**What you need to do**
In the records below, find every line that contains "them" and list it.

Top of Data shown

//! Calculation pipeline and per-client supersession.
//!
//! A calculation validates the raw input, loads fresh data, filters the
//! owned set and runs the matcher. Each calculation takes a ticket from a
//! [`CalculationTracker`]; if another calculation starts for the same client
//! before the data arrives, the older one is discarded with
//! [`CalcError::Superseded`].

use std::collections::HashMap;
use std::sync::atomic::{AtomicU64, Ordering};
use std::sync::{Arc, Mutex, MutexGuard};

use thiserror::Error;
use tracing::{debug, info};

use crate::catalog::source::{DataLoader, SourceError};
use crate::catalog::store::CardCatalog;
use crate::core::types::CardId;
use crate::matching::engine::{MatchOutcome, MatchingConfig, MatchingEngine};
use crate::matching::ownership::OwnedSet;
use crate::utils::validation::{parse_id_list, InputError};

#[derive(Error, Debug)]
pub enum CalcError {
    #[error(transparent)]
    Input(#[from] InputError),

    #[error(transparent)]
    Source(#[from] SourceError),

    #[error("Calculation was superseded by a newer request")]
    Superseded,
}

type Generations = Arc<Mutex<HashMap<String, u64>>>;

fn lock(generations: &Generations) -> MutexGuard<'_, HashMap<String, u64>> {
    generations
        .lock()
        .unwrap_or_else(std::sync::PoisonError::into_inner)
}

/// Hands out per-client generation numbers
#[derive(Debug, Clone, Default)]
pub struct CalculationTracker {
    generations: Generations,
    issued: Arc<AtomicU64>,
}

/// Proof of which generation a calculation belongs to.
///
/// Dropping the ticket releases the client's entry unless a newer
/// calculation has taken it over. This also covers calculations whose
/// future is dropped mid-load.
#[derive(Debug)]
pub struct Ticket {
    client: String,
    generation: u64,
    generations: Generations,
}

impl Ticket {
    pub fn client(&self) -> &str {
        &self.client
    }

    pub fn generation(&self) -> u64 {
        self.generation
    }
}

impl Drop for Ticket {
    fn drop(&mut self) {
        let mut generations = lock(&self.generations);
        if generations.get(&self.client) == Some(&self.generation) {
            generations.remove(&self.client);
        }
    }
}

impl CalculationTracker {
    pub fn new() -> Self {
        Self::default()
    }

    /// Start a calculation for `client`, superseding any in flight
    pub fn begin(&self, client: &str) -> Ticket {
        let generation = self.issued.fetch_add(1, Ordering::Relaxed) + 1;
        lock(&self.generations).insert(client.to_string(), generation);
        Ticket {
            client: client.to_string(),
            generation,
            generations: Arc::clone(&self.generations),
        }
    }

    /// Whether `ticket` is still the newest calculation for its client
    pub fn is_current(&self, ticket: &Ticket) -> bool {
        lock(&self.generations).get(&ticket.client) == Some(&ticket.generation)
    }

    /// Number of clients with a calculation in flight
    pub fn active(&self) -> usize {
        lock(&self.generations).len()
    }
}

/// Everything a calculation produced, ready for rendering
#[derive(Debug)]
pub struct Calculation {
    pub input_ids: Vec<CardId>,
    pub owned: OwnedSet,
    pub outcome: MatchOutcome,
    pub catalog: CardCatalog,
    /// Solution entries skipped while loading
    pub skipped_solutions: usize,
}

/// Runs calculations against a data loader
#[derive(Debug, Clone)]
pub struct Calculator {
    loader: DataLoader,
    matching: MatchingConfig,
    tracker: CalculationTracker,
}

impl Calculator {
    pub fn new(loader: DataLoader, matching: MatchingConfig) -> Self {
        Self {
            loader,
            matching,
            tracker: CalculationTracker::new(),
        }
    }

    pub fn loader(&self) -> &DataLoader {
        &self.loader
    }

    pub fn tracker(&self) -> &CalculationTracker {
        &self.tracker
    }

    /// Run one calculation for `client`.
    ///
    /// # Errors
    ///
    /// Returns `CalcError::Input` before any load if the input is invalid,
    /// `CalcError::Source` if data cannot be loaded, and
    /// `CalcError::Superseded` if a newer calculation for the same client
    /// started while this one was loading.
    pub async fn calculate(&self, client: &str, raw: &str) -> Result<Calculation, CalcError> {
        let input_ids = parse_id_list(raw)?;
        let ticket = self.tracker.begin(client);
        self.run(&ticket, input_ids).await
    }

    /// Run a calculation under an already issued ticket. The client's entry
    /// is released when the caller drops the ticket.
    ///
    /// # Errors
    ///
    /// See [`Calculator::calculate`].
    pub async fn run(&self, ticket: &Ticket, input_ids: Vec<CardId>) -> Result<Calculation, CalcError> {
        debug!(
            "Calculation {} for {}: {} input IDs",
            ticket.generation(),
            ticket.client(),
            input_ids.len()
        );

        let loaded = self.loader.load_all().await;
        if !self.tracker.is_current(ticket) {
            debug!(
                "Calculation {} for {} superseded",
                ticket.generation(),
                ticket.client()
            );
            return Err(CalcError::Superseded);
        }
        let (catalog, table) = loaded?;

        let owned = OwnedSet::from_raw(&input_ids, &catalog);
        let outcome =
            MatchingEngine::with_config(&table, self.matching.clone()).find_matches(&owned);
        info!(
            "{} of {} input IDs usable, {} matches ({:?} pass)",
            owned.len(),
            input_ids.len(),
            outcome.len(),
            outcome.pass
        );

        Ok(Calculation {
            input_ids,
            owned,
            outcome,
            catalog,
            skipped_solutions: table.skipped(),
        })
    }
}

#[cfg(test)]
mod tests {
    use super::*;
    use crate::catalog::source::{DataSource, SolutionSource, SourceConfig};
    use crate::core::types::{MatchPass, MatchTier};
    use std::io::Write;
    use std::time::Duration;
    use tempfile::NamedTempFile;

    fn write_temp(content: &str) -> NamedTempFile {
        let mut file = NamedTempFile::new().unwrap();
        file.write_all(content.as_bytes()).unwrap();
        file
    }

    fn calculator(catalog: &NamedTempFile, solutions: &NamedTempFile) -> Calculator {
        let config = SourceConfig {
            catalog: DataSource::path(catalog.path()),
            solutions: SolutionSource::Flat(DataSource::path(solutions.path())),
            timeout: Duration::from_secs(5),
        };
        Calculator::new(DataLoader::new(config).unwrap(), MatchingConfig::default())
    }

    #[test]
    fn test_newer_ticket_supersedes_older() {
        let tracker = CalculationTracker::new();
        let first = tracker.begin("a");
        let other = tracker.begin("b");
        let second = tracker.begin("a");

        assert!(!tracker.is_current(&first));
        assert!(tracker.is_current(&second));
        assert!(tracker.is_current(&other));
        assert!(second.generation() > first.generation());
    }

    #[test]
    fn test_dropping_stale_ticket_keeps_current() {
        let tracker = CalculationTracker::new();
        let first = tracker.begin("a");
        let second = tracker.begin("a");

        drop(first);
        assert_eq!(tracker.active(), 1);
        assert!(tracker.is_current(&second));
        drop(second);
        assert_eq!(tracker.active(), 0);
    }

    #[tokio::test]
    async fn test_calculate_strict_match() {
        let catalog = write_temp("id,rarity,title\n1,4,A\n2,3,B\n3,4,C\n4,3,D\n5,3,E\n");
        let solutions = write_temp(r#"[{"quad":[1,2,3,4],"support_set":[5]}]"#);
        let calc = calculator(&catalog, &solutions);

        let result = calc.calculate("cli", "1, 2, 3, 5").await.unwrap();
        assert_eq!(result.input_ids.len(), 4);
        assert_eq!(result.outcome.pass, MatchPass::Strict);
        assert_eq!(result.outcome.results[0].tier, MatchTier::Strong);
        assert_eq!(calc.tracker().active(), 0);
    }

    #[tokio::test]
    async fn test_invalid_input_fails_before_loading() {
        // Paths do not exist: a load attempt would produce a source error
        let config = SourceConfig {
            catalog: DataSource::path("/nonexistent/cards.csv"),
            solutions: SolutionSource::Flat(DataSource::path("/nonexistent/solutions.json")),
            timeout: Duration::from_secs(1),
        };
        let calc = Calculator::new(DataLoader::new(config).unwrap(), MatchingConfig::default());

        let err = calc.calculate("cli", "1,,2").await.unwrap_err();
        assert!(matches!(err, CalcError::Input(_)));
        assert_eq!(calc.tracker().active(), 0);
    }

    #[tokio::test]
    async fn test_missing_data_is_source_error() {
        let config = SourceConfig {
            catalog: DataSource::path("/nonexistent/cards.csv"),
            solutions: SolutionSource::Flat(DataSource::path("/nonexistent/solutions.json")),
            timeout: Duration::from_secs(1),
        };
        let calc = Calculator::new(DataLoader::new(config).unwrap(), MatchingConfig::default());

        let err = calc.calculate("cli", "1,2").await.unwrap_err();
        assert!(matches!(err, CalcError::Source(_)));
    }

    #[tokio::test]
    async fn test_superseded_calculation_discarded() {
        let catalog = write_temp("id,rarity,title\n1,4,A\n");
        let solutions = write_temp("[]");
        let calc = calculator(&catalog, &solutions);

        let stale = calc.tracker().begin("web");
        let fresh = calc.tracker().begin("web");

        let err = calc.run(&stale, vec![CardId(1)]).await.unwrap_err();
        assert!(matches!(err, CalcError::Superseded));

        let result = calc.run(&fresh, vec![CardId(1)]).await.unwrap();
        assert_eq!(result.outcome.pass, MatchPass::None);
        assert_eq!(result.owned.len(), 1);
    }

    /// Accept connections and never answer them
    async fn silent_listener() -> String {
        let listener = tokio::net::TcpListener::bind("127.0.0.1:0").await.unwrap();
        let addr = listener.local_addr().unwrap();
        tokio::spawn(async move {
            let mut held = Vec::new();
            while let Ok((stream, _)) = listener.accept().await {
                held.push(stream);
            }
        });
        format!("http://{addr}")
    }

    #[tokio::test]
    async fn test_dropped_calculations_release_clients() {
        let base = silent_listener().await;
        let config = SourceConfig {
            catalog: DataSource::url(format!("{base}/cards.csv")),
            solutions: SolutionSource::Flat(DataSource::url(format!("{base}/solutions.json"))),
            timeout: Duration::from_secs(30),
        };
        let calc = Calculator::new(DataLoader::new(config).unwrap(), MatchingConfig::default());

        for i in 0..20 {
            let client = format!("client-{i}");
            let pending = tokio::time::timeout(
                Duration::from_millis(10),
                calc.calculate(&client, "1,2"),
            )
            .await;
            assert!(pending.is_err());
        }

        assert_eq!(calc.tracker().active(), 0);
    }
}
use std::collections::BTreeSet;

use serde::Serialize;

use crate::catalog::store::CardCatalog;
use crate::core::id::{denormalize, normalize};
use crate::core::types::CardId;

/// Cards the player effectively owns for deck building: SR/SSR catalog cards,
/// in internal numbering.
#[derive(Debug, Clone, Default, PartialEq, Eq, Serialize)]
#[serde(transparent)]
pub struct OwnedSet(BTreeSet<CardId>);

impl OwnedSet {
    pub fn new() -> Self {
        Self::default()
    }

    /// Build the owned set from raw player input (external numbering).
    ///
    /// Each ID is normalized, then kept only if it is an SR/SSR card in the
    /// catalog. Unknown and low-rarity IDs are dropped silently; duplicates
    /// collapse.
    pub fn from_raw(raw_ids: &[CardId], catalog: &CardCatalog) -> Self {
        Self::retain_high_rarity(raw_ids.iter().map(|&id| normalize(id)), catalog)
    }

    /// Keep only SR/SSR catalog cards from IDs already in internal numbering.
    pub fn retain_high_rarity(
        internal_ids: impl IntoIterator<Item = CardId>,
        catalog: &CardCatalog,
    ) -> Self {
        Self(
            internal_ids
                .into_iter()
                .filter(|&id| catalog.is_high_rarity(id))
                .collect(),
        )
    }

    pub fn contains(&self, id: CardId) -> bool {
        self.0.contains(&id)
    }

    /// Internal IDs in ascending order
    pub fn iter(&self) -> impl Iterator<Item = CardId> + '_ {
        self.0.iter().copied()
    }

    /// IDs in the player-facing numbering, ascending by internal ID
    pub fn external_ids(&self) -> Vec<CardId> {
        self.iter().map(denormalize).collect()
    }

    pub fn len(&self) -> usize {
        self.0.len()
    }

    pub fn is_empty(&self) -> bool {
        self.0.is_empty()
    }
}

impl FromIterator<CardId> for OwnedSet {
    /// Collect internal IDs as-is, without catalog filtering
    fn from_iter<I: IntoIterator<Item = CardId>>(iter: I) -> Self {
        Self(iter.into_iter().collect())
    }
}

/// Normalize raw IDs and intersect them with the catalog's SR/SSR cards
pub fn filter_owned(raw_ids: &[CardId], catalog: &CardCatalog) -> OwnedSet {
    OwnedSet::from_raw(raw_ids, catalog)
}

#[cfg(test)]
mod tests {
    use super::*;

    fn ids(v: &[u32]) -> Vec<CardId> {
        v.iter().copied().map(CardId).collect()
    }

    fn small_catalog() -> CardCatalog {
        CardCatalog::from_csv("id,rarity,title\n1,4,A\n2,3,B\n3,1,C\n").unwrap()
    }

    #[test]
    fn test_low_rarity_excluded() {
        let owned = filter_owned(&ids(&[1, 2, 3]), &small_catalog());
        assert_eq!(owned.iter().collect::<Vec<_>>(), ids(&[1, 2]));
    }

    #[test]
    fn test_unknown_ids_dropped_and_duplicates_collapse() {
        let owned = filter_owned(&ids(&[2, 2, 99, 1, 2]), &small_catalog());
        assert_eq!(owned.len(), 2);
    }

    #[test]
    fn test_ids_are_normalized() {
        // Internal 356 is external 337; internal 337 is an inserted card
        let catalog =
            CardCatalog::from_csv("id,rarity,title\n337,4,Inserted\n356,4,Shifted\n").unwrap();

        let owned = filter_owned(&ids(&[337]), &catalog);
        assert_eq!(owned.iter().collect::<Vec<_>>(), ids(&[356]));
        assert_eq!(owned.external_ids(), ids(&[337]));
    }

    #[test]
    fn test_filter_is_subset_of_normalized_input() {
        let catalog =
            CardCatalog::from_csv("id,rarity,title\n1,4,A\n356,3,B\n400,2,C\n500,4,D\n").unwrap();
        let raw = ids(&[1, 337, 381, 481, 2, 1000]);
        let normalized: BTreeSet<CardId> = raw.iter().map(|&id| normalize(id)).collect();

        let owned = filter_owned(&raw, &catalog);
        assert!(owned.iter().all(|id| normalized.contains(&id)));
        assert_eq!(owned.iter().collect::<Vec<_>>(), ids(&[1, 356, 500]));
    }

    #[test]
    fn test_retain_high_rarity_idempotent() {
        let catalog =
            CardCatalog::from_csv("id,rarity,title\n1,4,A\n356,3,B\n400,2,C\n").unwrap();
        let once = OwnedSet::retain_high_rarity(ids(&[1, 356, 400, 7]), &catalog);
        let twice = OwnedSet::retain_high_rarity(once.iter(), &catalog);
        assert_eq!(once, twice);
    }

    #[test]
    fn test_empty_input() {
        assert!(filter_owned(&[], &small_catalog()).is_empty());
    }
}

Bottom of Data shown

**Your response**
    /// Accept connections and never answer them
/// Normalize raw IDs and intersect them with the catalog's SR/SSR cards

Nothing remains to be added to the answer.